▶ [What is being asked] Lines containing the word "text" are to be copied from the data below.

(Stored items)
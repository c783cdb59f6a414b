use crate::mood::MoodLabel;

const LOG_TARGET: &str = "mood::classifier";

/// Words this many tokens before a cue negate it ("no estoy bien").
const NEGATION_WINDOW: usize = 2;

const NEGATIONS: &[&str] = &["no", "nunca", "jamas", "tampoco", "ni", "not", "never"];

const LONELY_WORDS: &[&str] = &[
    "sola",
    "soledad",
    "abandonada",
    "abandonado",
    "aislada",
    "aislado",
    "olvidada",
    "olvidado",
    "lonely",
    "alone",
    "lonesome",
    "miss",
];

const LONELY_PHRASES: &[&str] = &[
    "estoy solo",
    "estoy sola",
    "me siento solo",
    "me siento sola",
    "muy solo",
    "tan solo",
    "nadie me",
    "echo de menos",
    "extrano a",
    "extrano mucho",
];

const SAD_WORDS: &[&str] = &[
    "triste",
    "tristeza",
    "deprimida",
    "deprimido",
    "llorar",
    "llore",
    "llorando",
    "mal",
    "pena",
    "dolor",
    "duele",
    "murio",
    "fallecio",
    "desanimada",
    "desanimado",
    "sad",
    "depressed",
    "unhappy",
    "crying",
    "terrible",
    "awful",
];

const ANXIOUS_WORDS: &[&str] = &[
    "preocupada",
    "preocupado",
    "preocupa",
    "nerviosa",
    "nervioso",
    "miedo",
    "asustada",
    "asustado",
    "ansiedad",
    "angustia",
    "angustiada",
    "inquieta",
    "worried",
    "anxious",
    "scared",
    "afraid",
    "nervous",
];

const ANGRY_WORDS: &[&str] = &[
    "enojada",
    "enojado",
    "coraje",
    "furiosa",
    "furioso",
    "molesta",
    "molesto",
    "harta",
    "harto",
    "rabia",
    "angry",
    "mad",
    "furious",
    "annoyed",
];

const HAPPY_WORDS: &[&str] = &[
    "feliz",
    "contenta",
    "contento",
    "alegre",
    "alegria",
    "bien",
    "bonito",
    "bonita",
    "maravilloso",
    "maravillosa",
    "encanta",
    "gusto",
    "genial",
    "excelente",
    "happy",
    "glad",
    "great",
    "wonderful",
    "joy",
    "good",
];

/// Maps an utterance to a [`MoodLabel`]. Implementations must be pure and
/// must never fail: anything unclear is [`MoodLabel::Neutral`].
pub trait MoodClassifier: Send + Sync {
    fn classify(&self, utterance: &str) -> MoodLabel;
}

/// Keyword classifier for Spanish and English, accent-insensitive.
#[derive(Clone, Debug, Default)]
pub struct LexiconMoodClassifier;

impl LexiconMoodClassifier {
    pub fn new() -> Self {
        Self
    }
}

#[derive(Default)]
struct Scores {
    happy: u32,
    sad: u32,
    lonely: u32,
    anxious: u32,
    angry: u32,
}

impl Scores {
    fn winner(&self) -> MoodLabel {
        // Ties resolve in this order.
        let ranked = [
            (MoodLabel::Lonely, self.lonely),
            (MoodLabel::Sad, self.sad),
            (MoodLabel::Anxious, self.anxious),
            (MoodLabel::Angry, self.angry),
            (MoodLabel::Happy, self.happy),
        ];
        let mut best = (MoodLabel::Neutral, 0);
        for (label, score) in ranked {
            if score > best.1 {
                best = (label, score);
            }
        }
        best.0
    }
}

impl MoodClassifier for LexiconMoodClassifier {
    fn classify(&self, utterance: &str) -> MoodLabel {
        let tokens = tokenize(utterance);
        if tokens.is_empty() {
            tracing::debug!(target: LOG_TARGET, "empty utterance, classification degraded to neutral");
            return MoodLabel::Neutral;
        }

        let mut scores = Scores::default();
        let mut consumed = vec![false; tokens.len()];
        for phrase in LONELY_PHRASES {
            let words: Vec<&str> = phrase.split(' ').collect();
            for start in 0..tokens.len().saturating_sub(words.len() - 1) {
                let span = start..start + words.len();
                let matches = tokens[span.clone()].iter().zip(&words).all(|(t, w)| t == w);
                if !matches || consumed[span.clone()].iter().any(|c| *c) {
                    continue;
                }
                consumed[span].fill(true);
                if !is_negated(&tokens, start) {
                    scores.lonely += 1;
                }
            }
        }

        for (i, token) in tokens.iter().enumerate() {
            if consumed[i] {
                continue;
            }
            let token = token.as_str();
            let negated = is_negated(&tokens, i);

            if HAPPY_WORDS.contains(&token) {
                if negated {
                    scores.sad += 1;
                } else {
                    scores.happy += 1;
                }
            } else if negated {
                continue;
            } else if LONELY_WORDS.contains(&token) {
                scores.lonely += 1;
            } else if SAD_WORDS.contains(&token) {
                scores.sad += 1;
            } else if ANXIOUS_WORDS.contains(&token) {
                scores.anxious += 1;
            } else if ANGRY_WORDS.contains(&token) {
                scores.angry += 1;
            }
        }

        let mood = scores.winner();
        tracing::debug!(target: LOG_TARGET, %mood, "utterance classified");
        mood
    }
}

/// True when a negation word sits in the window before `tokens[i]`.
fn is_negated(tokens: &[String], i: usize) -> bool {
    tokens[i.saturating_sub(NEGATION_WINDOW)..i]
        .iter()
        .any(|t| NEGATIONS.contains(&t.as_str()))
}

/// Lower-cases, strips accents and splits on anything that is not a letter
/// or digit.
fn tokenize(text: &str) -> Vec<String> {
    text.chars()
        .flat_map(char::to_lowercase)
        .map(fold_accent)
        .collect::<String>()
        .split(|c: char| !c.is_alphanumeric())
        .filter(|t| !t.is_empty())
        .map(str::to_owned)
        .collect()
}

fn fold_accent(c: char) -> char {
    match c {
        'á' | 'à' | 'ä' | 'â' => 'a',
        'é' | 'è' | 'ë' | 'ê' => 'e',
        'í' | 'ì' | 'ï' | 'î' => 'i',
        'ó' | 'ò' | 'ö' | 'ô' => 'o',
        'ú' | 'ù' | 'ü' | 'û' => 'u',
        'ñ' => 'n',
        other => other,
    }
}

▶ [Exercise output]
fn tokenize(text: &str) -> Vec<String> {
    text.chars()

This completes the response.